[PATCH v4 0/5] Parallel Checkout (part 2)

Matheus Tavares <matheus.bernardino@xxxxxx> · Mon, 19 Apr 2021 16:53:30 -0300

This version is almost identical to v3, but the last patch incorporates
the typo fixes and other rewording suggestions Christian made about the
design doc on the last round.

I decided to remove the sentence about step 3 dominating the execution
time as that's not always the case on e.g. a non-local clone or
sparse-checkout.

Matheus Tavares (5):
  unpack-trees: add basic support for parallel checkout
  parallel-checkout: make it truly parallel
  parallel-checkout: add configuration options
  parallel-checkout: support progress displaying
  parallel-checkout: add design documentation

 .gitignore                                    |   1 +
 Documentation/Makefile                        |   1 +
 Documentation/config/checkout.txt             |  21 +
 Documentation/technical/parallel-checkout.txt | 270 ++++++++
 Makefile                                      |   2 +
 builtin.h                                     |   1 +
 builtin/checkout--worker.c                    | 145 ++++
 entry.c                                       |  17 +-
 git.c                                         |   2 +
 parallel-checkout.c                           | 655 ++++++++++++++++++
 parallel-checkout.h                           | 111 +++
 unpack-trees.c                                |  19 +-
 12 files changed, 1240 insertions(+), 5 deletions(-)
 create mode 100644 Documentation/technical/parallel-checkout.txt
 create mode 100644 builtin/checkout--worker.c
 create mode 100644 parallel-checkout.c
 create mode 100644 parallel-checkout.h

Range-diff against v3:
1:  7096822c14 = 1:  7096822c14 unpack-trees: add basic support for parallel checkout
2:  4526516ea0 = 2:  4526516ea0 parallel-checkout: make it truly parallel
3:  ad165c0637 = 3:  ad165c0637 parallel-checkout: add configuration options
4:  cf9e28dc0e = 4:  cf9e28dc0e parallel-checkout: support progress displaying
5:  415d4114aa ! 5:  fd929f072c parallel-checkout: add design documentation
    @@ Documentation/technical/parallel-checkout.txt (new)
     +* Step 4: Write the new index to disk.
     +
     +Step 3 is the focus of the "parallel checkout" effort described here.
    -+It dominates the execution time for most of the above command types.
     +
     +Sequential Implementation
     +-------------------------
    @@ Documentation/technical/parallel-checkout.txt (new)
     +It wouldn't be safe to perform Step 3b in parallel, as there could be
     +race conditions between file creations and removals.

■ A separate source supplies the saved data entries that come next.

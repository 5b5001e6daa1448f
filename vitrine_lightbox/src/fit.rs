// Copyright 2025 the Vitrine Authors
// SPDX-License-Identifier: Apache-2.0 OR MIT

//! Contain fitting of an image inside the lightbox sizing container.
//!
//! The fit is expressed in percentages of the sizing container, but it is
//! derived from the aspect ratio of the *viewport*. The sizing container is
//! expected to track the viewport in CSS, so reading its own box here would
//! lag behind layout.

use kurbo::Size;

/// Image dimensions as percentages of the sizing container.
#[derive(Clone, Copy, Debug, PartialEq)]
pub struct ContainFit {
    /// Width in percent (`0.0..=100.0`).
    pub width_percent: f64,
    /// Height in percent (`0.0..=100.0`).
    pub height_percent: f64,
}

/// Returns the width/height ratio of `size`, or `None` if it is degenerate.
#[must_use]
pub(crate) fn aspect_ratio(size: Size) -> Option<f64> {
    if !(size.width.is_finite() && size.height.is_finite()) {
        return None;
    }
    if size.width <= 0.0 || size.height <= 0.0 {
        return None;
    }
    Some(size.width / size.height)
}

/// Fits an image with the given width/height `ratio` into `viewport`.
///
/// When the image is relatively wider than the viewport, width is pinned to
/// 100% and height is scaled by `viewport_ratio / ratio`. Otherwise height is
/// pinned and width is scaled by `ratio / viewport_ratio`.
///
/// Returns `None` for a non-positive or non-finite `ratio`, or a degenerate
/// viewport.
#[must_use]
pub fn contain_fit(ratio: f64, viewport: Size) -> Option<ContainFit> {
    if !ratio.is_finite() || ratio <= 0.0 {
        return None;
    }
    let viewport_ratio = aspect_ratio(viewport)?;
    let fit = if ratio > viewport_ratio {
        ContainFit {
            width_percent: 100.0,
            height_percent: viewport_ratio / ratio * 100.0,
        }
    } else {
        ContainFit {
            width_percent: ratio / viewport_ratio * 100.0,
            height_percent: 100.0,
        }
    };
    Some(fit)
}
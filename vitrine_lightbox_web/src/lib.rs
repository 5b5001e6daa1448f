// Copyright 2025 the Vitrine Authors
// SPDX-License-Identifier: Apache-2.0 OR MIT

// After you edit the crate's doc comment, run this command, then check README.md for any missing links
// cargo rdme --workspace-project=vitrine_lightbox_web --heading-base-level=0

//! DOM integration for the Vitrine lightbox.
//!
//! This crate binds a [`vitrine_lightbox::Lightbox`] to page markup when
//! targeting `wasm32`: `DomSurface` implements the surface capability over
//! `web_sys` elements and `DomViewport` reads the window's inner size.
//!
//! # Usage
//!
//! ```no_run
//! #[cfg(target_arch = "wasm32")]
//! fn bind() -> Result<(), wasm_bindgen::JsValue> {
//!     use vitrine_lightbox::LightboxOptions;
//!     use vitrine_lightbox_web::{
//!         WebLightboxOptions, create_lightbox, install_global_listeners, new_registry,
//!     };
//!
//!     let registry = new_registry();
//!     // Keep this alive for the page session.
//!     let globals = install_global_listeners(&registry)?;
//!     create_lightbox(
//!         &registry,
//!         WebLightboxOptions::new()
//!             .with_wrap("#lightbox")
//!             .with_close("#lightbox .lightbox-close")
//!             .with_prev("#lightbox .lightbox-prev")
//!             .with_next("#lightbox .lightbox-next")
//!             .with_source(".source")
//!             .with_lightbox(LightboxOptions::default().with_transition_ms(300)),
//!     )?;
//!     std::mem::forget(globals);
//!     Ok(())
//! }
//! ```
//!
//! Markup:
//! - Triggers carry `data-full-src` (required) and `data-ratio` (optional).
//! - The wrap receives `shown` while open and `transition` while an image
//!   transition runs; prev/next receive `disabled` when there is at most one
//!   image. Stylesheet transitions must last as long as `transition_ms`.
//!
//! Notes:
//! - Left/right arrows navigate through the page-wide `keyup` listener; the
//!   per-lightbox `keydown` listener attached while open only handles Escape.
//! - Re-entrant events (a DOM event dispatched synchronously from inside
//!   `on_change`) are dropped with a `tracing` warning rather than
//!   double-borrowing the registry.

mod attrs;
mod options;

#[cfg(target_arch = "wasm32")]
mod dom;
#[cfg(target_arch = "wasm32")]
mod factory;

pub use attrs::{
    DEFAULT_SOURCE_SELECTOR, DISABLED_CLASS, FULL_SRC_ATTR, IMAGE_CLASS, RATIO_ATTR, SHOWN_CLASS,
    SIZER_CLASS, TRANSITION_CLASS, WRAP_CLASS, source_spec_from_attrs,
};
pub use options::{ElementTarget, WebLightboxConfig, WebLightboxOptions};

#[cfg(target_arch = "wasm32")]
pub use dom::{DomRegistry, DomSurface, DomViewport, SharedRegistry};
#[cfg(target_arch = "wasm32")]
pub use factory::{
    GlobalListeners, LAYOUT_CHANGE_EVENT, create_lightbox, install_global_listeners, new_registry,
};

Instead, the
     +parallel checkout framework lets the sequential code handle Step 3b,
    -+and use parallel workers to replace the sequential
    ++and uses parallel workers to replace the sequential
     +`entry.c:write_entry()` calls from Step 3c.
     +
     +Rejected Multi-Threaded Solution
    @@ Documentation/technical/parallel-checkout.txt (new)
     +warning for the user, like the classic sequential checkout does.
     +
     +The workers are able to detect both collisions among the entries being
    -+concurrently written and collisions among parallel-eligible and
    -+ineligible entries. The general idea for collision detection is quite
    -+straightforward: for each parallel-eligible entry, the main process must
    -+remove all files that prevent this entry from being written (before
    -+enqueueing it). This includes any non-directory file in the leading path
    -+of the entry. Later, when a worker gets assigned the entry, it looks
    -+again for the non-directories files and for an already existing file at
    -+the entry's path. If any of these checks finds something, the worker
    -+knows that there was a path collision.
    ++concurrently written and collisions between a parallel-eligible entry
    ++and an ineligible entry. The general idea for collision detection is
    ++quite straightforward: for each parallel-eligible entry, the main
    ++process must remove all files that prevent this entry from being written
    ++(before enqueueing it). This includes any non-directory file in the
    ++leading path of the entry. Later, when a worker gets assigned the entry,
    ++it looks again for the non-directories files and for an already existing
    ++file at the entry's path. If any of these checks finds something, the
    ++worker knows that there was a path collision.
     +
     +Because parallel checkout can distinguish path collisions from the case
     +where the file was already present in the working tree before checkout,
    @@ Documentation/technical/parallel-checkout.txt (new)
     +Besides, long-running filters may use the delayed checkout feature to
     +postpone the return of some filtered blobs. The delayed checkout queue
     +and the parallel checkout queue are not compatible and should remain
    -+separated.
    ++separate.
     ++
     +Note: regular files that only require internal filters, like end-of-line
     +conversion and re-encoding, are eligible for parallel checkout.
    @@ Documentation/technical/parallel-checkout.txt (new)
     +The API
     +-------
     +
    -+The parallel checkout API was designed with the goal to minimize changes
    -+to the current users of the checkout machinery. This means that they
    -+don't have to call a different function for sequential or parallel
    ++The parallel checkout API was designed with the goal of minimizing
    ++changes to the current users of the checkout machinery. This means that
    ++they don't have to call a different function for sequential or parallel
     +checkout. As already mentioned, `checkout_entry()` will automatically
     +insert the given entry in the parallel checkout queue when this feature
     +is enabled and the entry is eligible; otherwise, it will just write the
-- 
2.30.1